_What is required_
Go over the material below and report every line that contains the word "measurement".
==*==
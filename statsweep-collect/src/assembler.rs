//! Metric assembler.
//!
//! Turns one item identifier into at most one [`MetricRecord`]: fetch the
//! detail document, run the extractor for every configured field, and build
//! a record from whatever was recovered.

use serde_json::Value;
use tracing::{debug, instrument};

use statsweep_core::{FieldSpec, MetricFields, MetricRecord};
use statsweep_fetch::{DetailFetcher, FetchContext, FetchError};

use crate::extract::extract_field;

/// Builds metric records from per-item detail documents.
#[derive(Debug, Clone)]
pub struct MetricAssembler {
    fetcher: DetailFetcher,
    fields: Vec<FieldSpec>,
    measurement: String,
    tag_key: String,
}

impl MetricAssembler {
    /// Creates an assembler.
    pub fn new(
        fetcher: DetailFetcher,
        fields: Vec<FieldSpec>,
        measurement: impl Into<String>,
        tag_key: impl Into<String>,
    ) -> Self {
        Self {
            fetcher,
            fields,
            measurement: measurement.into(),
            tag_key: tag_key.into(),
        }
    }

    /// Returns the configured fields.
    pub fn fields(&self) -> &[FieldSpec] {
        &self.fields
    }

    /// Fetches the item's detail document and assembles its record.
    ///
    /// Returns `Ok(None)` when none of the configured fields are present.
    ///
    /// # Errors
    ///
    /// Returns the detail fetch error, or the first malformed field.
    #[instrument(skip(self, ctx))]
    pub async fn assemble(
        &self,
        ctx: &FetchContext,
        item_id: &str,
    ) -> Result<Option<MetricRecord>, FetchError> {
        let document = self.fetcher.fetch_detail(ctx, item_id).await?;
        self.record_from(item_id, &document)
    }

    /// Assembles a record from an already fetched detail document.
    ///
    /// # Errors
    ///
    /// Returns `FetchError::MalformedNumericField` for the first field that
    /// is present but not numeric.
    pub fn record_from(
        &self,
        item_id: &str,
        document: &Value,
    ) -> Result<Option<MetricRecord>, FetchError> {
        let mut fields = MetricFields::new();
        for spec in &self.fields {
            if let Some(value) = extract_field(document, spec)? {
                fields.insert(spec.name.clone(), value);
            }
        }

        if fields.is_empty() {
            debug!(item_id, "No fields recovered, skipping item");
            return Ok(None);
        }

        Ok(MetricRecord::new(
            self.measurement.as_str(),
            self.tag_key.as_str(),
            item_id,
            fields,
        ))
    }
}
==*==
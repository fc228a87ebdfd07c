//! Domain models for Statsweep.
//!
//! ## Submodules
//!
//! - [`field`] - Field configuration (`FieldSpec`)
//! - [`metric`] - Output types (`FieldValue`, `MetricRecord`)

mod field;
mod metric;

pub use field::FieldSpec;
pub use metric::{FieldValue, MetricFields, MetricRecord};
==*==
_Result for this task_
    measurement: String,
        measurement: impl Into<String>,
            measurement: measurement.into(),
            self.measurement.as_str(),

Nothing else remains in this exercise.